Key findings from the survey include:
Programming is now an essential skill for biologists – and mostly self-taught
- Coding is now an essential skill for those in biotech. More than 8 out of 10 respondents (87%) wet lab scientists now write code – with 55% of respondents writing workflow automation scripts on a weekly basis and 39% programming data engineering or pipelines on a weekly basis.
- The majority reported that their coding skills are self-taught. Three-quarters (74%) of all respondents learned by doing the job, with 63% learning through school or education.
- Python was the most popular programming language With 97% of the participants having used it within the past 12 months to perform data analysis. Shell (Bash/Powershell) was the next most popular coding language (62% used), followed by R (53%), SQL (41%), and HTML/CSS (13%).

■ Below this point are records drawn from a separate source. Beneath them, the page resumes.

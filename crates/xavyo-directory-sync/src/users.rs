//! User provisioning operations.
//!
//! Identity attributes go through the provisioning API; extended profile
//! fields go through the companion web API. Every remote call is wrapped by
//! the [`RetryPolicy`] at the call site.

use crate::client::ScimClient;
use crate::error::{absent_on_not_found, DirectoryError, DirectoryResult};
use crate::fields::FieldCache;
use crate::models::{NewUser, User, UserEmail, UserName, UserPhoto, USER_SCHEMA};
use crate::retry::RetryPolicy;
use crate::web::WebApiClient;
use serde_json::{json, Map, Value};
use std::collections::BTreeMap;
use std::fmt;
use tracing::{debug, info};

/// Web API error code for an id that names no user.
const USER_NOT_FOUND_ERROR: &str = "user_not_found";

/// How a caller addresses a user.
#[derive(Debug, Clone, PartialEq, Eq, Hash)]
pub enum UserRef {
    Id(String),
    UserName(String),
    Email(String),
}

impl UserRef {
    /// Guess the kind of reference from its shape.
    ///
    /// Alphanumeric strings starting with `U` or `W` are ids, strings with
    /// an `@` and no whitespace are emails, anything else is a user name.
    #[must_use]
    pub fn parse(s: &str) -> Self {
        let s = s.trim();
        let looks_like_id = s.starts_with(['U', 'W'])
            && s.chars().all(|c| c.is_ascii_alphanumeric());
        if looks_like_id {
            Self::Id(s.to_string())
        } else if s.contains('@') && !s.contains(char::is_whitespace) {
            Self::Email(s.to_string())
        } else {
            Self::UserName(s.to_string())
        }
    }
}

impl fmt::Display for UserRef {
    fn fmt(&self, f: &mut fmt::Formatter<'_>) -> fmt::Result {
        match self {
            Self::Id(id) => write!(f, "id:{id}"),
            Self::UserName(name) => write!(f, "user_name:{name}"),
            Self::Email(email) => write!(f, "email:{email}"),
        }
    }
}

impl From<&User> for UserRef {
    fn from(user: &User) -> Self {
        Self::Id(user.id.clone())
    }
}

/// Flat attribute dictionary for user creation.
#[derive(Debug, Clone, Default, PartialEq, Eq)]
pub struct UserAttributes {
    pub email: Option<String>,
    /// Derived from the email's local part when absent.
    pub user_name: Option<String>,
    pub given_name: Option<String>,
    pub family_name: Option<String>,
    /// Profile photo URL.
    pub image: Option<String>,
    /// Custom field values keyed by human-readable label.
    pub custom: BTreeMap<String, String>,
}

/// Which optional blocks go into a creation payload.
#[derive(Debug, Clone, Copy, PartialEq, Eq)]
pub struct PayloadSections {
    pub naming: bool,
    pub photo: bool,
    pub custom_fields: bool,
}

impl Default for PayloadSections {
    fn default() -> Self {
        Self {
            naming: true,
            photo: true,
            custom_fields: true,
        }
    }
}

/// Local part of an email address.
#[must_use]
pub fn derive_user_name(email: &str) -> &str {
    email.split_once('@').map_or(email, |(local, _)| local)
}

/// User operations over a borrowed [`Directory`](crate::Directory).
#[derive(Debug, Clone, Copy)]
pub struct UserOperations<'a> {
    scim: &'a ScimClient,
    web: &'a WebApiClient,
    retry_policy: &'a RetryPolicy,
    fields: &'a FieldCache,
}

impl<'a> UserOperations<'a> {
    #[must_use]
    pub fn new(
        scim: &'a ScimClient,
        web: &'a WebApiClient,
        retry_policy: &'a RetryPolicy,
        fields: &'a FieldCache,
    ) -> Self {
        Self {
            scim,
            web,
            retry_policy,
            fields,
        }
    }

    /// Resolve a reference to the current remote representation.
    pub async fn lookup(&self, user: &UserRef) -> DirectoryResult<Option<User>> {
        match user {
            UserRef::Id(id) => absent_on_not_found(
                self.retry_policy
                    .execute("get_user", || self.scim.get_user(id))
                    .await,
            ),
            UserRef::UserName(user_name) => {
                self.retry_policy
                    .execute("find_user_by_user_name", || {
                        self.scim.find_user_by_user_name(user_name)
                    })
                    .await
            }
            UserRef::Email(email) => {
                self.retry_policy
                    .execute("find_user_by_email", || self.scim.find_user_by_email(email))
                    .await
            }
        }
    }

    /// Build a creation payload.
    ///
    /// # Errors
    ///
    /// [`DirectoryError::Validation`] when `email` is missing; the field
    /// cache error in strict mode when custom fields are requested.
    pub async fn build_new_user(
        &self,
        attrs: &UserAttributes,
        sections: PayloadSections,
    ) -> DirectoryResult<NewUser> {
        let email = attrs
            .email
            .as_deref()
            .map(str::trim)
            .filter(|e| !e.is_empty())
            .ok_or_else(|| DirectoryError::Validation("email is required".to_string()))?;

        let user_name = attrs
            .user_name
            .as_deref()
            .map(str::trim)
            .filter(|n| !n.is_empty())
            .unwrap_or_else(|| derive_user_name(email))
            .to_string();

        let mut payload = NewUser {
            schemas: vec![USER_SCHEMA.to_string()],
            user_name: user_name.clone(),
            emails: vec![UserEmail {
                value: email.to_string(),
                primary: true,
                email_type: None,
            }],
            active: true,
            name: None,
            display_name: None,
            nick_name: None,
            photos: None,
            fields: None,
        };

        if sections.naming {
            payload.name = Some(UserName {
                given_name: attrs.given_name.clone(),
                family_name: attrs.family_name.clone(),
            });
            payload.display_name = Some(user_name.clone());
            payload.nick_name = Some(user_name);
        }

        if sections.photo {
            if let Some(image) = &attrs.image {
                payload.photos = Some(vec![UserPhoto {
                    value: image.clone(),
                    primary: true,
                }]);
            }
        }

        if sections.custom_fields && !attrs.custom.is_empty() {
            let fields = self.fields.translate(&attrs.custom).await?;
            if !fields.is_empty() {
                payload.fields = Some(fields);
            }
        }

        Ok(payload)
    }

    /// Create a user from flat attributes.
    ///
    /// Not deduplicated: a retried create may land twice remotely.
    pub async fn create(&self, attrs: &UserAttributes) -> DirectoryResult<User> {
        let payload = self.build_new_user(attrs, PayloadSections::default()).await?;
        let user = self
            .retry_policy
            .execute("create_user", || self.scim.create_user(&payload))
            .await?;
        info!(user_id = %user.id, user_name = %user.user_name, "User created");
        Ok(user)
    }

    /// Partially update a user. Absent if the user does not resolve.
    pub async fn patch(
        &self,
        user: &UserRef,
        changes: &Map<String, Value>,
    ) -> DirectoryResult<Option<User>> {
        let Some(id) = self.resolve_id(user).await? else {
            debug!(user = %user, "Patch target not found");
            return Ok(None);
        };
        absent_on_not_found(
            self.retry_policy
                .execute("patch_user", || self.scim.patch_user(&id, changes))
                .await,
        )
    }

    /// Set the active flag. True only when the returned state matches.
    pub async fn set_active(&self, user: &UserRef, active: bool) -> DirectoryResult<bool> {
        let mut changes = Map::new();
        changes.insert("active".to_string(), Value::Bool(active));
        let updated = self.patch(user, &changes).await?;
        let applied = updated.is_some_and(|u| u.active == active);
        if applied {
            info!(user = %user, active, "User active flag updated");
        }
        Ok(applied)
    }

    pub async fn activate(&self, user: &UserRef) -> DirectoryResult<bool> {
        self.set_active(user, true).await
    }

    pub async fn deactivate(&self, user: &UserRef) -> DirectoryResult<bool> {
        self.set_active(user, false).await
    }

    /// Write label-keyed custom profile fields through the web API.
    ///
    /// Returns the updated profile, or absent if the user does not resolve.
    /// When no label maps to a known field nothing is written and the
    /// returned profile is empty.
    pub async fn set_profile_fields(
        &self,
        user: &UserRef,
        values: &BTreeMap<String, String>,
    ) -> DirectoryResult<Option<Value>> {
        let Some(id) = self.resolve_id(user).await? else {
            return Ok(None);
        };
        let fields = self.fields.translate(values).await?;
        if fields.is_empty() {
            debug!(user = %user, "No known custom fields to write, skipping");
            return Ok(Some(Value::Object(Map::new())));
        }

        let result = self
            .retry_policy
            .execute("users_profile_set", || {
                self.web.users_profile_set(&id, &fields)
            })
            .await;
        match result {
            Ok(profile) => Ok(Some(profile)),
            Err(DirectoryError::Api { error, .. }) if error == USER_NOT_FOUND_ERROR => {
                debug!(user = %user, "Profile target not found");
                Ok(None)
            }
            Err(e) => Err(e),
        }
    }

    /// Replace the profile photo.
    pub async fn set_image(&self, user: &UserRef, url: &str) -> DirectoryResult<Option<User>> {
        let mut changes = Map::new();
        changes.insert(
            "photos".to_string(),
            json!([{ "value": url, "primary": true }]),
        );
        self.patch(user, &changes).await
    }

    async fn resolve_id(&self, user: &UserRef) -> DirectoryResult<Option<String>> {
        match user {
            // Ids are used as-is; a 404 on the follow-up call reads as absent.
            UserRef::Id(id) => Ok(Some(id.clone())),
            other => Ok(self.lookup(other).await?.map(|u| u.id)),
        }
    }
}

The majority of bio developers are already using machine learning
- Machine learning is now a well-established tool in biology. Nearly three-quarters (73%) of neighborhood developers say they currently use machine learning in their work. 26% of those who use machine learning do so on a weekly basis, and 20% do so monthly.

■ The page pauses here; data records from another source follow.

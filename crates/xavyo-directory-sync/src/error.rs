//! Error types for directory reconciliation.
//!
//! Every failure carries a transient/terminal classification consumed by
//! [`RetryPolicy`](crate::retry::RetryPolicy).

use std::time::Duration;
use thiserror::Error;

/// Result alias used across the crate.
pub type DirectoryResult<T> = Result<T, DirectoryError>;

/// Errors produced by directory operations.
#[derive(Debug, Error)]
pub enum DirectoryError {
    /// Caller input violates a precondition. No remote call was made.
    #[error("validation failed: {0}")]
    Validation(String),

    /// The referenced resource does not exist on the remote service.
    #[error("resource not found: {0}")]
    NotFound(String),

    /// The remote service asked us to slow down.
    #[error("rate limited (retry after {retry_after_secs:?}s)")]
    RateLimited { retry_after_secs: Option<u64> },

    /// The remote service could not be reached (connect or read timeout).
    #[error("remote service unreachable: {0}")]
    Unreachable(String),

    /// Non-success HTTP status not covered by a more specific variant.
    #[error("remote returned HTTP {status}: {detail}")]
    RemoteStatus { status: u16, detail: String },

    /// Web API envelope reported `ok: false`.
    #[error("web API method {method} failed: {error}")]
    Api { method: String, error: String },

    /// Response did not have the expected shape.
    #[error("unexpected response: {0}")]
    Protocol(String),

    /// Retry budget spent on a transient failure.
    #[error("gave up after {attempts} attempt(s): {source}")]
    RetriesExhausted {
        attempts: u32,
        #[source]
        source: Box<DirectoryError>,
    },

    /// Overall deadline for an operation (all attempts and backoff) expired.
    #[error("operation deadline exceeded after {0:?}")]
    DeadlineExceeded(Duration),

    /// Client or configuration could not be built.
    #[error("invalid configuration: {0}")]
    InvalidConfig(String),
}

impl DirectoryError {
    /// Whether the failure means "try again later".
    #[must_use]
    pub fn is_retryable(&self) -> bool {
        match self {
            Self::RateLimited { .. } | Self::Unreachable(_) => true,
            Self::RemoteStatus { status, .. } => *status >= 500,
            _ => false,
        }
    }

    /// Whether this is a rate-limit signal.
    #[must_use]
    pub fn is_rate_limited(&self) -> bool {
        matches!(self, Self::RateLimited { .. })
    }

    /// Whether the referenced resource does not exist.
    #[must_use]
    pub fn is_not_found(&self) -> bool {
        matches!(self, Self::NotFound(_))
    }
}

impl From<reqwest::Error> for DirectoryError {
    fn from(err: reqwest::Error) -> Self {
        if err.is_timeout() || err.is_connect() {
            Self::Unreachable(err.to_string())
        } else if err.is_decode() {
            Self::Protocol(err.to_string())
        } else if let Some(status) = err.status() {
            Self::RemoteStatus {
                status: status.as_u16(),
                detail: err.to_string(),
            }
        } else {
            Self::Unreachable(err.to_string())
        }
    }
}

impl From<serde_json::Error> for DirectoryError {
    fn from(err: serde_json::Error) -> Self {
        Self::Protocol(format!("invalid JSON: {err}"))
    }
}

/// Convert a `NotFound` failure into an absent value.
pub(crate) fn absent_on_not_found<T>(result: DirectoryResult<T>) -> DirectoryResult<Option<T>> {
    match result {
        Ok(value) => Ok(Some(value)),
        Err(e) if e.is_not_found() => Ok(None),
        Err(e) => Err(e),
    }
}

- 4 out of 10 people working in an in silico role are currently using ML (80%), with 68% of wet lab scientists currently using ML.
- The adoption of machine learning is set to increase further. 82% of those who do not already use machine learning in their work determination are interested in doing so in the future.
Protein engineering is a priority for biosynthetic developers
- Proteins are an area of great interest for biosynthetic developers. The survey found that 71% of respondents either already work in protein engineering, or are curious to explore it in the future
- Protein engineering offers a variety of applications. Enzymes, antibodies, short peptides, and gene-regulatory proteins were all areas of interest. 53% of people are interested in enzymes and 44% would like to work on gene-regulating proteins in the next 12 months.
As a company founded to make it easier for biologists to design and build proteins, we wanted to understand how biologists use technology in their work and what they use it for. It’s great to see the increasing role coding and machine learning play in biology and it’s clear that bench scientists are embracing these tools to further their work. With the rapid period of growth and maturation of AI technologies, this seems to be the benchmark for how biologists should work moving forward.
We were also amazed at the focus on protein design. Proteins have the potential to be a central tool in addressing the great challenges of the future; From combating climate change and pollution, to curing diseases and generating environmentally friendly alternative resources for food, clothing, materials and chemicals. It’s great to see so much interest from biological developers in this sector as it shows a growing awareness of potential proteins that have to solve many of the world’s most important problems.
Stef van Grieken, CEO and Co-Founder, Cradle
Bits in Bio was created to provide a space for people who build at the intersection of software and science. An important part of our job is to collect feedback from the community about the tools and technologies they use on a daily basis. By sharing these findings widely, we hope to encourage more communication among biodevelopers about best practices. Software is clearly increasingly important to scientific discovery and we’re dedicated to helping scientists and developers alike navigate this exciting intersection.
Nicholas LaRose-Stone, Creator of Bits in Bio and CEO of Sphinx Bio
the The case of biotechnology The report is based on a survey of 157 respondents from 18 countries around the world. The survey was published from 28y November 2022 to 5y January 2023
Cradle, the platform that helps scientists design and program proteins, today published the results of its first biodeveloper survey, probing biodevelopers’ approaches and priorities to build a picture of trends within the synthetic biology sector.